On November twenty-ninth, Hungarians came one step closer to something they've been fighting for since 1956. Freedom. Not just political freedom, but freedom of the press. And the first American consumer magazine published in Hungarian was Playboy. No surprise, since we're the magazine that led a social revolution in America by standing for personal, political, and economic freedom. That's the power of Playboy. A power that reaches 15,000,000 readers worldwide. And it's continuing to grow. 15,000,000 readers are devoted to us because we're devoted to them. That's why more Americans buy Playboy each month than Esquire, GQ, Rolling Stone, and Business Week combined. Making us the largest selling men's magazine - not just in the country - but in the world. So here's to freedom. Or, as they say in Hungary, Eljen a Szabadsag.
While the Catholic Church in Hungary is slowly adjusting to its new situation, the fastest growing church in the country is led by a former Catholic, the 20,000 member Faith Church in Budapest, which has already started more than 80 satellite churches throughout the country. While aware that he is rocking the boat of the religious establishment in Hungary, he finds many Hungarians, particularly the young people, "disillusioned with both communism and the Catholic establishment, and cult groups like the Hare Krishnas, Sun Myung Moon's Unification Church, Scientologists, Mormons and Jehovah's Witnesses are recruiting followers..."3 In another major Hungarian city two friends from the Franciscan University of Steubenville are teaching English at a Catholic high school, and witnessing to their faith, but they are outnumbered in that same city by ten Pentecostal missionaries from Southern California who are busy starting churches.
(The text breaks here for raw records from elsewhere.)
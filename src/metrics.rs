//! Shipper metrics: a small shared registry and periodic reporters for
//! Wavefront and InfluxDB.

use std::collections::BTreeMap;
use std::sync::atomic::{AtomicI64, AtomicU64, Ordering};
use std::sync::Arc;
use std::time::{Duration, SystemTime, UNIX_EPOCH};

use thiserror::Error;
use tokio::io::AsyncWriteExt;
use tokio::net::TcpStream;
use tokio::time;
use tokio_util::sync::CancellationToken;
use tracing::{debug, warn};

/// Prefix of every metric name on the wire.
pub const METRIC_PREFIX: &str = "logging.journalbeat";
pub const MESSAGES_PUBLISHED: &str = "MessagesPublished";
pub const MESSAGE_CONSUMPTION_DELAY: &str = "MessageConsumptionDelay";

#[derive(Debug, Error)]
pub enum MetricsError {
    #[error("metrics socket error: {0}")]
    Io(#[from] std::io::Error),

    #[error("metrics http error: {0}")]
    Http(#[from] reqwest::Error),

    #[error("metrics endpoint returned status {0}")]
    Status(reqwest::StatusCode),
}

/// Counter of published events and gauge of observed consumption delay.
/// Updated by the reassembly task, read by the reporter tasks.
#[derive(Debug, Default)]
pub struct Registry {
    messages_published: AtomicU64,
    message_delay_secs: AtomicI64,
}

impl Registry {
    /// Record one published event and the observed delay against its
    /// origin timestamp (microseconds since epoch), in whole seconds.
    pub fn record_publish(&self, utc_timestamp_usec: i64) {
        self.messages_published.fetch_add(1, Ordering::Relaxed);
        self.message_delay_secs
            .store(unix_now_secs() - utc_timestamp_usec / 1_000_000, Ordering::Relaxed);
    }

    pub fn messages_published(&self) -> u64 {
        self.messages_published.load(Ordering::Relaxed)
    }

    pub fn message_delay_secs(&self) -> i64 {
        self.message_delay_secs.load(Ordering::Relaxed)
    }
}

fn unix_now_secs() -> i64 {
    SystemTime::now()
        .duration_since(UNIX_EPOCH)
        .unwrap_or_default()
        .as_secs() as i64
}

/// Point tags sent with every line: `source=<hostname>` plus the configured
/// tags.
pub fn host_tags(configured: &BTreeMap<String, String>) -> BTreeMap<String, String> {
    let mut tags = configured.clone();
    if let Ok(host) = hostname::get() {
        tags.insert("source".to_string(), host.to_string_lossy().into_owned());
    }
    tags
}

/// Emits the registry over the Wavefront TCP line protocol.
pub struct WavefrontReporter {
    addr: String,
    interval: Duration,
    tags: BTreeMap<String, String>,
    registry: Arc<Registry>,
}

impl WavefrontReporter {
    pub fn new(
        addr: String,
        interval: Duration,
        tags: BTreeMap<String, String>,
        registry: Arc<Registry>,
    ) -> Self {
        WavefrontReporter {
            addr,
            interval,
            tags,
            registry,
        }
    }

    /// One flush of the whole registry. Used as the boot-time probe and by
    /// the periodic loop.
    pub async fn emit_once(&self) -> Result<(), MetricsError> {
        let mut stream = TcpStream::connect(&self.addr).await?;
        stream.write_all(self.format_lines().as_bytes()).await?;
        stream.shutdown().await?;
        debug!(collector = %self.addr, "flushed metrics to wavefront");
        Ok(())
    }

    fn format_lines(&self) -> String {
        let timestamp = unix_now_secs();
        let tags: String = self
            .tags
            .iter()
            .map(|(key, value)| format!(" {key}=\"{value}\""))
            .collect();
        format!(
            "{prefix}.{counter} {} {timestamp}{tags}\n{prefix}.{gauge} {} {timestamp}{tags}\n",
            self.registry.messages_published(),
            self.registry.message_delay_secs(),
            prefix = METRIC_PREFIX,
            counter = MESSAGES_PUBLISHED,
            gauge = MESSAGE_CONSUMPTION_DELAY,
        )
    }

    pub async fn run(self, shutdown: CancellationToken) {
        let mut ticker = time::interval(self.interval);
        ticker.tick().await;
        loop {
            tokio::select! {
                _ = shutdown.cancelled() => return,
                _ = ticker.tick() => {
                    if let Err(err) = self.emit_once().await {
                        warn!(error = %err, "wavefront metrics emission failed");
                    }
                }
            }
        }
    }
}

/// Emits the registry as InfluxDB line protocol over HTTP.
pub struct InfluxReporter {
    url: String,
    database: String,
    interval: Duration,
    registry: Arc<Registry>,
    client: reqwest::Client,
}

impl InfluxReporter {
    pub fn new(
        url: String,
        database: String,
        interval: Duration,
        registry: Arc<Registry>,
    ) -> Self {
        InfluxReporter {
            url,
            database,
            interval,
            registry,
            client: reqwest::Client::new(),
        }
    }

    pub async fn emit_once(&self) -> Result<(), MetricsError> {
        let timestamp_ns = unix_now_secs() * 1_000_000_000;
        let body = format!(
            "{prefix}.{counter} value={}i {timestamp_ns}\n{prefix}.{gauge} value={}i {timestamp_ns}\n",
            self.registry.messages_published(),
            self.registry.message_delay_secs(),
            prefix = METRIC_PREFIX,
            counter = MESSAGES_PUBLISHED,
            gauge = MESSAGE_CONSUMPTION_DELAY,
        );

        let url = format!("{}/write", self.url.trim_end_matches('/'));
        let response = self
            .client
            .post(url)
            .query(&[("db", self.database.as_str())])
            .body(body)
            .send()
            .await?;
        if !response.status().is_success() {
            return Err(MetricsError::Status(response.status()));
        }
        debug!(url = %self.url, "flushed metrics to influxdb");
        Ok(())
    }

    pub async fn run(self, shutdown: CancellationToken) {
        let mut ticker = time::interval(self.interval);
        ticker.tick().await;
        loop {
            tokio::select! {
                _ = shutdown.cancelled() => return,
                _ = ticker.tick() => {
                    if let Err(err) = self.emit_once().await {
                        warn!(error = %err, "influxdb metrics emission failed");
                    }
                }
            }
        }
    }
}
//! Shipper configuration: YAML file loading, defaults and validation.

use std::collections::BTreeMap;
use std::fs;
use std::path::{Path, PathBuf};
use std::time::Duration;

use regex::Regex;
use serde::Deserialize;
use thiserror::Error;

/// Default path of the cursor state file, relative to the working directory.
pub const DEFAULT_CURSOR_STATE_FILE: &str = ".journalbeat-cursor-state";

/// Where to position the journal read cursor at startup.
#[derive(Debug, Clone, Copy, PartialEq, Eq)]
pub enum SeekPosition {
    /// Resume from the cursor persisted in the state file.
    Cursor,
    /// Start from the earliest retained entry.
    Head,
    /// Start just after the newest entry.
    Tail,
}

/// Fallback position when seeking to the persisted cursor fails.
#[derive(Debug, Clone, Copy, PartialEq, Eq)]
pub enum SeekFallback {
    /// Propagate the seek failure and abort startup.
    None,
    Head,
    Tail,
}

/// Errors rejected by [`Config::validate`] or the file loader.
#[derive(Debug, Error)]
pub enum ConfigError {
    #[error("failed to read config file {path}: {source}")]
    Read {
        path: PathBuf,
        source: std::io::Error,
    },

    #[error("failed to parse config file {path}: {source}")]
    Parse {
        path: PathBuf,
        source: serde_yaml::Error,
    },

    #[error("metrics are enabled but neither wavefront_collector nor influxdb_url is set")]
    NoMetricsEndpoint,

    #[error("wrong location for the journal metadata: {0:?}")]
    InvalidMetadataLocation(String),

    #[error("invalid seek position: {0:?} (expected cursor, head or tail)")]
    InvalidSeekPosition(String),

    #[error("invalid cursor seek fallback position: {0:?} (expected none, head or tail)")]
    InvalidSeekFallback(String),
}

/// Downstream aggregator connection settings.
#[derive(Debug, Clone, Default, Deserialize)]
#[serde(default, deny_unknown_fields)]
pub struct OutputConfig {
    /// Downstream host addresses (`host:port`). One partitioned sink client
    /// is started per entry.
    pub hosts: Vec<String>,
}

/// Configuration for the journal shipper.
///
/// All durations are humantime strings in the YAML file (`"5s"`, `"100ms"`).
#[derive(Debug, Clone, Deserialize)]
#[serde(default, deny_unknown_fields)]
pub struct Config {
    /// One of `cursor`, `head`, `tail`.
    pub seek_position: String,
    /// One of `none`, `head`, `tail`; used when seeking to the persisted
    /// cursor fails.
    pub cursor_seek_fallback: String,
    /// Enable the cursor checkpointer.
    pub write_cursor_state: bool,
    /// Path of the cursor state file.
    pub cursor_state_file: PathBuf,
    /// How often the checkpointer persists the current cursor.
    #[serde(with = "humantime_serde")]
    pub cursor_flush_period: Duration,
    /// Emit all-digit field values as integers.
    pub convert_to_numbers: bool,
    /// Replace non-alphanumeric characters in field names and strip leading
    /// underscores.
    pub clean_field_names: bool,
    /// Dot-separated sub-path under which non-common journal fields are
    /// relocated. Empty disables the move.
    pub move_metadata_to_field: String,
    /// Value of the `input_type` key on every event.
    pub default_type: String,
    /// Systemd unit filters; empty means no filtering.
    pub units: Vec<String>,
    /// Inactivity timeout of the multi-line reassembly buffer.
    #[serde(with = "humantime_serde")]
    pub flush_log_interval: Duration,

    pub enable_metrics: bool,
    #[serde(with = "humantime_serde")]
    pub emit_metrics_interval: Duration,
    /// Wavefront collector `host:port`; empty disables the reporter.
    pub wavefront_collector: String,
    /// Extra point tags added to every Wavefront line.
    pub wavefront_tags: BTreeMap<String, String>,
    /// InfluxDB base URL; empty disables the reporter.
    pub influxdb_url: String,
    pub influxdb_db: String,

    pub output: OutputConfig,
}

impl Default for Config {
    fn default() -> Self {
        Config {
            seek_position: "tail".to_string(),
            cursor_seek_fallback: "tail".to_string(),
            write_cursor_state: false,
            cursor_state_file: PathBuf::from(DEFAULT_CURSOR_STATE_FILE),
            cursor_flush_period: Duration::from_secs(5),
            convert_to_numbers: false,
            clean_field_names: false,
            move_metadata_to_field: String::new(),
            default_type: "journal".to_string(),
            units: Vec::new(),
            flush_log_interval: Duration::from_secs(30),
            enable_metrics: false,
            emit_metrics_interval: Duration::from_secs(10),
            wavefront_collector: String::new(),
            wavefront_tags: BTreeMap::new(),
            influxdb_url: String::new(),
            influxdb_db: String::new(),
            output: OutputConfig::default(),
        }
    }
}

impl Config {
    /// Load configuration from a YAML file.
    pub fn from_yaml_file<P: AsRef<Path>>(path: P) -> Result<Self, ConfigError> {
        let path = path.as_ref();
        let contents = fs::read_to_string(path).map_err(|source| ConfigError::Read {
            path: path.to_path_buf(),
            source,
        })?;
        serde_yaml::from_str(&contents).map_err(|source| ConfigError::Parse {
            path: path.to_path_buf(),
            source,
        })
    }

    /// Reject configurations the pipeline cannot run with.
    ///
    /// Rules: metrics enabled without a collector endpoint, a metadata
    /// location containing empty path segments, and unknown seek or fallback
    /// positions.
    pub fn validate(&self) -> Result<(), ConfigError> {
        if self.enable_metrics && self.wavefront_collector.is_empty() && self.influxdb_url.is_empty()
        {
            return Err(ConfigError::NoMetricsEndpoint);
        }

        // Consecutive or trailing dots would create empty path segments.
        let extra_dots = Regex::new(r"\.{2,}|\.$").expect("static regex");
        if !self.move_metadata_to_field.is_empty()
            && extra_dots.is_match(&self.move_metadata_to_field)
        {
            return Err(ConfigError::InvalidMetadataLocation(
                self.move_metadata_to_field.clone(),
            ));
        }

        self.seek_position()?;
        self.cursor_seek_fallback()?;
        Ok(())
    }

    /// The configured seek position as a typed value.
    pub fn seek_position(&self) -> Result<SeekPosition, ConfigError> {
        match self.seek_position.as_str() {
            "cursor" => Ok(SeekPosition::Cursor),
            "head" => Ok(SeekPosition::Head),
            "tail" => Ok(SeekPosition::Tail),
            other => Err(ConfigError::InvalidSeekPosition(other.to_string())),
        }
    }

    /// The configured cursor seek fallback as a typed value.
    pub fn cursor_seek_fallback(&self) -> Result<SeekFallback, ConfigError> {
        match self.cursor_seek_fallback.as_str() {
            "none" => Ok(SeekFallback::None),
            "head" => Ok(SeekFallback::Head),
            "tail" => Ok(SeekFallback::Tail),
            other => Err(ConfigError::InvalidSeekFallback(other.to_string())),
        }
    }
}

#[cfg(test)]
mod tests {
    use super::*;

    #[test]
    fn defaults_are_valid() {
        let config = Config::default();
        config.validate().unwrap();
        assert_eq!(config.seek_position().unwrap(), SeekPosition::Tail);
        assert_eq!(config.cursor_seek_fallback().unwrap(), SeekFallback::Tail);
        assert_eq!(config.cursor_flush_period, Duration::from_secs(5));
        assert_eq!(config.flush_log_interval, Duration::from_secs(30));
        assert_eq!(config.default_type, "journal");
        assert_eq!(
            config.cursor_state_file,
            PathBuf::from(DEFAULT_CURSOR_STATE_FILE)
        );
    }

    #[test]
    fn metrics_without_endpoint_is_rejected() {
        let config = Config {
            enable_metrics: true,
            ..Config::default()
        };
        assert!(matches!(
            config.validate(),
            Err(ConfigError::NoMetricsEndpoint)
        ));

        let config = Config {
            enable_metrics: true,
            wavefront_collector: "wavefront:2878".to_string(),
            ..Config::default()
        };
        config.validate().unwrap();
    }

    #[test]
    fn metadata_location_rules() {
        for location in ["journal..", "journal.", "a..b"] {
            let config = Config {
                move_metadata_to_field: location.to_string(),
                ..Config::default()
            };
            assert!(
                matches!(
                    config.validate(),
                    Err(ConfigError::InvalidMetadataLocation(_))
                ),
                "expected {location:?} to be rejected"
            );
        }

        let config = Config {
            move_metadata_to_field: "journal.meta".to_string(),
            ..Config::default()
        };
        config.validate().unwrap();
    }

    #[test]
    fn unknown_seek_positions_are_rejected() {
        let config = Config {
            seek_position: "middle".to_string(),
            ..Config::default()
        };
        assert!(matches!(
            config.validate(),
            Err(ConfigError::InvalidSeekPosition(_))
        ));

        let config = Config {
            cursor_seek_fallback: "middle".to_string(),
            ..Config::default()
        };
        assert!(matches!(
            config.validate(),
            Err(ConfigError::InvalidSeekFallback(_))
        ));
    }

    #[test]
    fn yaml_round_trip() {
        let yaml = r#"
seek_position: cursor
cursor_seek_fallback: head
write_cursor_state: true
cursor_flush_period: 2s
flush_log_interval: 100ms
units:
  - docker.service
output:
  hosts:
    - logstash-1:5044
    - logstash-2:5044
"#;
        let config: Config = serde_yaml::from_str(yaml).unwrap();
        config.validate().unwrap();
        assert_eq!(config.seek_position().unwrap(), SeekPosition::Cursor);
        assert_eq!(config.cursor_seek_fallback().unwrap(), SeekFallback::Head);
        assert!(config.write_cursor_state);
        assert_eq!(config.cursor_flush_period, Duration::from_secs(2));
        assert_eq!(config.flush_log_interval, Duration::from_millis(100));
        assert_eq!(config.units, vec!["docker.service".to_string()]);
        assert_eq!(config.output.hosts.len(), 2);
    }
}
Shortly after my return from Hungary a new report hit the American press about the latest "gift" that American business was offering to the former Soviet Union:
Half a million people jammed an airfield Saturday to see AC-DC. the Black Crowes, and Metallica play at the Soviet Union's biggest Western rock concert, touted as a gift to Russian youth... The show was in celebration of the successful defense of democracy as a gift to the youth of Russia. There is nothing commercial connected to it, no live telecasts, no HBO specials, nothing,' said Marilyn Harris, corporate communications director for Time Warner... The first hit is always free.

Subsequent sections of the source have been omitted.